■ GIVEN ENTRIES
= = = = = = =

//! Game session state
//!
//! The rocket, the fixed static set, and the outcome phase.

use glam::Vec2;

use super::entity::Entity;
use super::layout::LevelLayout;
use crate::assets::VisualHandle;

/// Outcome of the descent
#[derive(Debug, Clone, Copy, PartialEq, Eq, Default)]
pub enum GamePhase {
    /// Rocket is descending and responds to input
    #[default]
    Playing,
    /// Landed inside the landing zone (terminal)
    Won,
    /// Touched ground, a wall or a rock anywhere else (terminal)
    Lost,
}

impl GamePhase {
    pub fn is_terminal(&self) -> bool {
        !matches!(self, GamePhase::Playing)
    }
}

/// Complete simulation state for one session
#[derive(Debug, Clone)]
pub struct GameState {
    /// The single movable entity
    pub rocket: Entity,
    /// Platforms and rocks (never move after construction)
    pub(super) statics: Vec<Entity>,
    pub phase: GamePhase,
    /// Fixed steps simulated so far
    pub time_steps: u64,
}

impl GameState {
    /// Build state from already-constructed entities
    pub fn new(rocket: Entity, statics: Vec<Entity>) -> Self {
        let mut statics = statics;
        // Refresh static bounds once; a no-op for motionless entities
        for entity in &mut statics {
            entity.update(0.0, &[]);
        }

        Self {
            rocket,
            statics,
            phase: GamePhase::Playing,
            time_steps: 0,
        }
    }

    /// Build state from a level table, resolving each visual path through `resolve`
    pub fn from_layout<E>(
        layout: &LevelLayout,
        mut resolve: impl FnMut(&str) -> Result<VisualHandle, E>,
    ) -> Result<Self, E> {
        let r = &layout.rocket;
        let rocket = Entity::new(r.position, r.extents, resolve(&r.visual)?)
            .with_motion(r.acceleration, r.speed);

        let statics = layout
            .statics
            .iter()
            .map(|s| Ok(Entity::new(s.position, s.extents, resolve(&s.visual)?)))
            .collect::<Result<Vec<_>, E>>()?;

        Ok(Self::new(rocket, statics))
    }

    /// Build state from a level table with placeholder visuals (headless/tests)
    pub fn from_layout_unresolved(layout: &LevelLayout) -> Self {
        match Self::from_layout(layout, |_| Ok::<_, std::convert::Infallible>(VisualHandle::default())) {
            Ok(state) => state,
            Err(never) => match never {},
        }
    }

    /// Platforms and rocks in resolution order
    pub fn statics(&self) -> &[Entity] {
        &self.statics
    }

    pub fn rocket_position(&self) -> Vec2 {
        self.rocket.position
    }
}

= = = = = = =

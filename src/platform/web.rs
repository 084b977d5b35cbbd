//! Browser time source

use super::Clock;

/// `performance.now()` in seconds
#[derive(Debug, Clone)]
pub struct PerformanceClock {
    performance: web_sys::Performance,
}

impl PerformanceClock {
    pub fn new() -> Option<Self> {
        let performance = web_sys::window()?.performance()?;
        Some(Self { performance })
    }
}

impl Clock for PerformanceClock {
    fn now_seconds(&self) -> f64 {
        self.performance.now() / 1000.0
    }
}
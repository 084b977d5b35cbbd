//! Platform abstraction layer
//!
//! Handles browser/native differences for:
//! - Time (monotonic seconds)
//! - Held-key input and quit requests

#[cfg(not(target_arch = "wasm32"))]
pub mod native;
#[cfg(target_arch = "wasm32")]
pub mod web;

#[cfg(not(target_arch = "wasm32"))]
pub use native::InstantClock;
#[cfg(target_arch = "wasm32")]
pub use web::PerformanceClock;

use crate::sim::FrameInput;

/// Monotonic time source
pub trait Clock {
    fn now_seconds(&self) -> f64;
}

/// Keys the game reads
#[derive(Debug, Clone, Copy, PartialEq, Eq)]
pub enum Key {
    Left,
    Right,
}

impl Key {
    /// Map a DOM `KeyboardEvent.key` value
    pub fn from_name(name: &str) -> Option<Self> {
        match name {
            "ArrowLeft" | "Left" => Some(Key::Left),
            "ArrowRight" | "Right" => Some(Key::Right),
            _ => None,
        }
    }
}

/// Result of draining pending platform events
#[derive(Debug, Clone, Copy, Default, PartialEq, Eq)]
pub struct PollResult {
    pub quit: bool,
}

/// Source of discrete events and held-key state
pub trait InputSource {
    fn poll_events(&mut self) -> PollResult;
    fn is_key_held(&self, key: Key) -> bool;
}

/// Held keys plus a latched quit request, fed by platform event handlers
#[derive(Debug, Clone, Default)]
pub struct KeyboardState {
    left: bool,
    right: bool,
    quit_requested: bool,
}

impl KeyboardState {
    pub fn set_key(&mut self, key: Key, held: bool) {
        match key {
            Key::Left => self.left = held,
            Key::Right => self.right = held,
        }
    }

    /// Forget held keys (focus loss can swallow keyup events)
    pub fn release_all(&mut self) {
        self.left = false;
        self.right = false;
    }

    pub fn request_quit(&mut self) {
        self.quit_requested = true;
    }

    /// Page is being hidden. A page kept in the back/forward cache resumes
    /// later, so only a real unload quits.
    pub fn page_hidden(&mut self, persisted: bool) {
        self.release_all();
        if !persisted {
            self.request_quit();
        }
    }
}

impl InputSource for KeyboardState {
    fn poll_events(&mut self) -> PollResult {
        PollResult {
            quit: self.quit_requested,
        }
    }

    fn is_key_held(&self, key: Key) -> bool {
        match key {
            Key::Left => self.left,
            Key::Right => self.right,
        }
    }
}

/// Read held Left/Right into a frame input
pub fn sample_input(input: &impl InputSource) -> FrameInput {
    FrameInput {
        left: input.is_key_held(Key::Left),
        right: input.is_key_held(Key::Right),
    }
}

= = = = = = =

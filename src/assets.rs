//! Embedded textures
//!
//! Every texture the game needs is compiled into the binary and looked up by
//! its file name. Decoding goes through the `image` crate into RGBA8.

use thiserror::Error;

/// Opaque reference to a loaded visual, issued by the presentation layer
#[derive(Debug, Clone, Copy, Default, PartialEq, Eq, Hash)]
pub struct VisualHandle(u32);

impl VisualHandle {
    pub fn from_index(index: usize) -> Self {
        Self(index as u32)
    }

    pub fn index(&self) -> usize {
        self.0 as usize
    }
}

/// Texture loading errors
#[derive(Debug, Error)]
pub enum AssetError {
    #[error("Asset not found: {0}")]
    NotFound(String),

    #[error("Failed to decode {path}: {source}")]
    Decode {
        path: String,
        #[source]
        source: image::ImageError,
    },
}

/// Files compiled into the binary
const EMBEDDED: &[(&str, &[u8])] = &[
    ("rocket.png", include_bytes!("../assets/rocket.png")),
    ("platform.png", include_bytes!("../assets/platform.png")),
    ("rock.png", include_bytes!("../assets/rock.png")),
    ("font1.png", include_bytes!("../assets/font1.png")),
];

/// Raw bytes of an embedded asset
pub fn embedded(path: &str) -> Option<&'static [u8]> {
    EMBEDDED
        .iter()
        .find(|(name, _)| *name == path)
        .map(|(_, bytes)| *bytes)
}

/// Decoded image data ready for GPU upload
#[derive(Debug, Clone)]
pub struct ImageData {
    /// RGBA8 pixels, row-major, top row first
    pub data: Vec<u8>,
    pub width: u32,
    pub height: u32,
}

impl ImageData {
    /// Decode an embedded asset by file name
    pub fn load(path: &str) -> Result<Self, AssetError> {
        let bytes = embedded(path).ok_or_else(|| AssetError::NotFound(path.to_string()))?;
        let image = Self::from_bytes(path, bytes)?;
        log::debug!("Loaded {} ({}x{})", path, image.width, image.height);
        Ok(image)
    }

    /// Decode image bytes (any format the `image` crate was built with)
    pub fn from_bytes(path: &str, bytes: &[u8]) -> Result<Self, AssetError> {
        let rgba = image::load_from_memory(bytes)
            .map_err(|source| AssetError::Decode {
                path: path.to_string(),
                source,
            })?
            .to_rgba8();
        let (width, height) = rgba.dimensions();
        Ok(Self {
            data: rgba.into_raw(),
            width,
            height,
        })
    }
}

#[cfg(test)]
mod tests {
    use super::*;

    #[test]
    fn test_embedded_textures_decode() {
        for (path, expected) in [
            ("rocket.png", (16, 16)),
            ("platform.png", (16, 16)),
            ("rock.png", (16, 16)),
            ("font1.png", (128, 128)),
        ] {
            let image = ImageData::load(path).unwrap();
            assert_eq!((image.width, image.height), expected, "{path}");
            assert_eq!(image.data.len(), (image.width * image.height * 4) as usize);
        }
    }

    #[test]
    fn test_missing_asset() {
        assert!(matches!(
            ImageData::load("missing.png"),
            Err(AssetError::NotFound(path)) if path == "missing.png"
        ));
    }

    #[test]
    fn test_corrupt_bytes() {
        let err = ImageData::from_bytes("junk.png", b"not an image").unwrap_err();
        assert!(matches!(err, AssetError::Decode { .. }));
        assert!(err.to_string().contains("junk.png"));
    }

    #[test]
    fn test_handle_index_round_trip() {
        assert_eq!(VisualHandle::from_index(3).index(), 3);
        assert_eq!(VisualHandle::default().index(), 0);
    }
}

= = = = = = =

Copy every single line of the material above that holds "matches".

■ COMPLETED TASK
        !matches!(self, GamePhase::Playing)
        assert!(matches!(
        assert!(matches!(err, AssetError::Decode { .. }));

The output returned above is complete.